19. bölüm

1.7K 87 2
                                    

 "Kim bu densiz ya?" diyerek Batu kapıya açmaya gitti. Kader'in korktuğunu fark etmişti.  Kapı açıldığında gördüğü kişiyle şoka uğradı. Cenk yüzü gözü kan içinde kapının kenarında oturuyordu. Bir eliyle kapıyı yumruklamayı da ihmal etmiyordu. Kapıyı açan genç adama baktı. Tabi mosmor bir gözle ve patlamış kaşıyla. Ah yüzü gerçekten felaket gözüküyordu. Gömleğinin omzu yırtılmış ve düğmeleri kopmuştu. Perişan bir halde hem de zil zurna sarhoş olarak kapıda durması şok geçirmek için yeterliydi. Kader'in sesiyle, daha doğrusu inlemesiyle kendisine geldi.

"Aman Allah'ım! Ağabey sana ne oldu?" diye sorarak genç adama bakıyordu. Gözleri dolmuş ve elleriyle dudaklarını kapatmış bir halde. Kabus görüyor olmalıydı.

"Ah... Yok bir şey" diye konuştu Cenk ama canının acısı daha fazla cümle kurmasına engel oldu. Paytak adımlarla salona ilerledi ve kendisini koltuğa bıraktı.

"Cenk kalk hadi hastaneye gidelim"  başını olumsuz anlamda salladı genç adam. Bu gece ölene kadar içmek istemişti ama sadece sarhoş olup kavga çıkaracak kadar içmişti. Seda'nın sözleri aklından çıkmıyordu. Ne demişti genç kız?

 "Sen o şansı iki yıl önce kaybettin. Neyin kafasını yaşıyorsun. Bana sadece uğursuzluk getirdin... Tanıştığımız gün masumiyetimi aldın. İkinci karşılaşmamızda da bebeğimi... Değil seninle evlenmek adını adımla bir arada bile düşünmek istemiyorum. Sen benim masumiyetimin ve bebeğimin katilinden başka hiçbir şey değilsin. Duydun mu beni katilimizsin... Senden nefret bile etmiyorum düşün artık... " bu sözleri duyan hangi seven kalp yıkılmazdı ki. Hem de haklıydı genç kız. Onun kötü anılarından başka bir şey değildi.
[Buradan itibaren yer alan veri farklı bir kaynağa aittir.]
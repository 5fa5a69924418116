//! Mine command: ranking, relations and process model.

use std::io::Write;
use std::path::Path;

use anyhow::{Context, Result};
use icm_core::{MinerConfig, MiningReport};

use crate::render;

pub fn run<W: Write>(
    writer: &mut W,
    log_path: &Path,
    config: &MinerConfig,
    dot: Option<&Path>,
    json: bool,
) -> Result<()> {
    let report = super::load_and_mine(log_path, config)?;

    if let Some(dot_path) = dot {
        std::fs::write(dot_path, render::to_dot(&report.model)?)
            .with_context(|| format!("failed to write {}", dot_path.display()))?;
        tracing::debug!(path = ?dot_path, "wrote DOT model");
    }

    if json {
        writeln!(writer, "{}", serde_json::to_string_pretty(&report)?)?;
    } else {
        write_summary(writer, &report)?;
    }
    Ok(())
}

fn write_summary<W: Write>(writer: &mut W, report: &MiningReport) -> Result<()> {
    writeln!(
        writer,
        "Mined {} traces ({} events)",
        report.trace_count, report.event_count
    )?;

    if report.ranking.is_empty() {
        writeln!(writer, "No activities found.")?;
        return Ok(());
    }

    writeln!(writer)?;
    writeln!(writer, "Ranking:")?;
    for (i, ranked) in report.ranking.iter().enumerate() {
        writeln!(writer, "  {}. {}  {:.4}", i + 1, ranked.activity, ranked.score)?;
    }

    writeln!(writer)?;
    writeln!(writer, "Relations:")?;
    if report.relations.is_empty() {
        writeln!(writer, "  (none)")?;
    }
    for edge in &report.relations {
        writeln!(writer, "  {} -> {}  {}", edge.source, edge.target, edge.kind)?;
    }

    let net = &report.model.net;
    writeln!(writer)?;
    writeln!(
        writer,
        "Model: {} places, {} transitions, {} arcs",
        net.place_count(),
        net.transition_count(),
        net.arcs().len()
    )?;
    Ok(())
}

#[cfg(test)]
mod tests {
    use super::*;

    use insta::assert_snapshot;

    const LOG: &str = r#"[
        [
            {"concept:name": "A", "time:timestamp": "2025-01-15T09:00:00Z"},
            {"concept:name": "B", "time:timestamp": "2025-01-15T09:01:00Z"}
        ],
        [
            {"concept:name": "A", "time:timestamp": "2025-01-15T09:10:00Z"},
            {"concept:name": "C", "time:timestamp": "2025-01-15T09:11:00Z"}
        ]
    ]"#;

    fn write_log(dir: &Path) -> std::path::PathBuf {
        let path = dir.join("log.json");
        std::fs::write(&path, LOG).unwrap();
        path
    }

    #[test]
    fn mine_command_prints_summary() {
        let temp = tempfile::tempdir().unwrap();
        let log = write_log(temp.path());

        let mut output = Vec::new();
        run(&mut output, &log, &MinerConfig::default(), None, false).unwrap();

        let output = String::from_utf8(output).unwrap();
        assert_snapshot!(output, @r"
        Mined 2 traces (4 events)

        Ranking:
          1. B  1.2925
          2. C  1.2925
          3. A  1.1149

        Relations:
          B -> C  sequence
          C -> A  sequence

        Model: 6 places, 5 transitions, 11 arcs
        ");
    }

    #[test]
    fn mine_command_writes_dot_file() {
        let temp = tempfile::tempdir().unwrap();
        let log = write_log(temp.path());
        let dot = temp.path().join("model.dot");

        let mut output = Vec::new();
        run(&mut output, &log, &MinerConfig::default(), Some(&dot), false).unwrap();

        let dot = std::fs::read_to_string(&dot).unwrap();
        assert!(dot.starts_with("digraph process {"));
        assert!(dot.contains(r#"label="End""#));
    }

    #[test]
    fn mine_command_json_output() {
        let temp = tempfile::tempdir().unwrap();
        let log = write_log(temp.path());

        let mut output = Vec::new();
        run(&mut output, &log, &MinerConfig::default(), None, true).unwrap();

        let value: serde_json::Value = serde_json::from_slice(&output).unwrap();
        assert_eq!(value["trace_count"], 2);
        assert_eq!(value["ranking"][0]["activity"], "B");
        assert_eq!(value["relations"][1]["kind"], "sequence");
        assert_eq!(value["model"]["initial_marking"]["0"], 1);
        // Singletons A, B, C and pairs {A, B}, {A, C}.
        assert_eq!(value["multidim"].as_array().unwrap().len(), 5);
        assert_eq!(value["multidim"][1]["activities"], serde_json::json!(["A", "B"]));
    }

    #[test]
    fn mine_command_reports_missing_log() {
        let temp = tempfile::tempdir().unwrap();
        let mut output = Vec::new();
        let err = run(
            &mut output,
            &temp.path().join("missing.json"),
            &MinerConfig::default(),
            None,
            false,
        )
        .unwrap_err();
        assert!(format!("{err:#}").contains("log not found"));
    }
}
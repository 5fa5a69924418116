use anyhow::{Context, Result};
use clap::Parser;
use tracing_subscriber::EnvFilter;

use icm_cli::commands::{mine, scores};
use icm_cli::{Cli, Commands, Config};

fn main() -> Result<()> {
    let cli = Cli::parse();

    let filter = if cli.verbose {
        EnvFilter::new("debug")
    } else {
        EnvFilter::from_default_env()
    };
    // Use try_init to avoid panic if tracing is already initialized (e.g., in tests)
    let _ = tracing_subscriber::fmt()
        .with_env_filter(filter)
        .with_writer(std::io::stderr)
        .try_init();

    let config = Config::load_from(cli.config.as_deref()).context("failed to load configuration")?;
    tracing::debug!(?config, "loaded configuration");

    let mut stdout = std::io::stdout().lock();
    match &cli.command {
        Some(Commands::Mine { miner, dot, json }) => {
            let settings = miner
                .resolve(&config.miner)
                .context("invalid configuration")?;
            mine::run(&mut stdout, &miner.log, &settings, dot.as_deref(), *json)?;
        }
        Some(Commands::Scores { miner, json }) => {
            let settings = miner
                .resolve(&config.miner)
                .context("invalid configuration")?;
            scores::run(&mut stdout, &miner.log, &settings, *json)?;
        }
        None => {
            // No subcommand, show help
            use clap::CommandFactory;
            Cli::command().print_help()?;
            println!();
        }
    }

    Ok(())
}
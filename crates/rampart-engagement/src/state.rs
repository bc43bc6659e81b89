//! The engagement state machine.
//!
//! The transition table is pure and total: it answers what the next state
//! would be, or that the request is illegal. The controller owns actually
//! moving between states (and refusing to do so until the move is audited).

use serde::{Deserialize, Serialize};
use std::fmt;

/// Lifecycle state of an engagement.
#[derive(Debug, Clone, Copy, PartialEq, Eq, Serialize, Deserialize)]
pub enum EngagementState {
    /// No rules of engagement accepted yet. Nothing is authorized.
    NotLoaded,
    /// A document is accepted; operations have not begun.
    Ready,
    /// Operations may run, subject to scope and window checks.
    Active,
    /// Operations are suspended but the engagement is live.
    Paused,
    /// Ended normally. Terminal.
    Completed,
    /// Ended by the kill switch. Terminal.
    Terminated,
}

impl EngagementState {
    pub fn is_terminal(self) -> bool {
        matches!(self, EngagementState::Completed | EngagementState::Terminated)
    }
}

impl fmt::Display for EngagementState {
    fn fmt(&self, f: &mut fmt::Formatter<'_>) -> fmt::Result {
        let s = match self {
            EngagementState::NotLoaded => "not_loaded",
            EngagementState::Ready => "ready",
            EngagementState::Active => "active",
            EngagementState::Paused => "paused",
            EngagementState::Completed => "completed",
            EngagementState::Terminated => "terminated",
        };
        write!(f, "{s}")
    }
}

/// A requested lifecycle move.
#[derive(Debug, Clone, Copy, PartialEq, Eq)]
pub enum Transition {
    LoadRoe,
    Start,
    Pause,
    Resume,
    Complete,
    Kill,
}

impl Transition {
    pub fn name(self) -> &'static str {
        match self {
            Transition::LoadRoe => "load_roe",
            Transition::Start => "start",
            Transition::Pause => "pause",
            Transition::Resume => "resume",
            Transition::Complete => "complete",
            Transition::Kill => "kill",
        }
    }
}

/// The state `transition` leads to from `state`, or `None` if illegal.
pub fn next_state(state: EngagementState, transition: Transition) -> Option<EngagementState> {
    use EngagementState::*;
    use Transition::*;

    match (state, transition) {
        (NotLoaded, LoadRoe) => Some(Ready),
        (Ready, Start) => Some(Active),
        (Active, Pause) => Some(Paused),
        (Paused, Resume) => Some(Active),
        (Active, Complete) | (Paused, Complete) => Some(Completed),
        (Active, Kill) | (Paused, Kill) => Some(Terminated),
        _ => None,
    }
}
"Hayır sadece kötü anıları değilim" diye kendi kendine söylendi. "Böyle değil, değil mi Kader?" kardeşine soruyordu artık. Umutsuzluk bütün yüreğini sarmıştı. Genç kız bu sorunun neden olduğunu anlamadı.  "Ne kötü anısı ağabey? Ben anlamıyorum..."  Cenk elini saçlarının arasından geçirdi.

"Neden beni sevmiyor, ya da sevmek istemiyorum. Hatalıyım ama kalbim sadece onu istiyor. Yavaş yavaş ölüyorum ama görmüyor." Hala konuşmaya devam ediyordu. İçi o kadar doluydu ki anlatmazsa ölebilirdi.

"Ağabey kim? Kimden bahsediyorsun?" Kader duyduklarına inanamıyordu. Onun ağabeyi aşıktı hem de sırılsıklam.  "Ah kim? Tam bir baş belası o..." daha fazla konuşamadan olduğu yerde sızdı. Hatta Kader'in yaptığı pansuman boyunca da uyanmadı. Ara sıra yüzünü buruşturup mırıldandı o kadar. Batu arkadaşını zorda olsa odasına götürdü. Bahsettiği kişinin Seda olduğunu biliyordu. Ama bu kadarını oda beklemiyordu.

"Ağabeyim kime aşık Batu?"

"Bunu bana değil ona sormalısın, gerçi benim bir tahminim var ama,"

"Kim"

"Bana değil ona sor. Ayrıca ben ona sorduğumda yalanladı. Bilemiyorum ama bu bizi pek ilgilendirmiyor."

"Ne demek ilgilendirmiyor? O benim ağabeyim" Batu gülümsedi genç kıza ve bir hamlede kollarına çekti.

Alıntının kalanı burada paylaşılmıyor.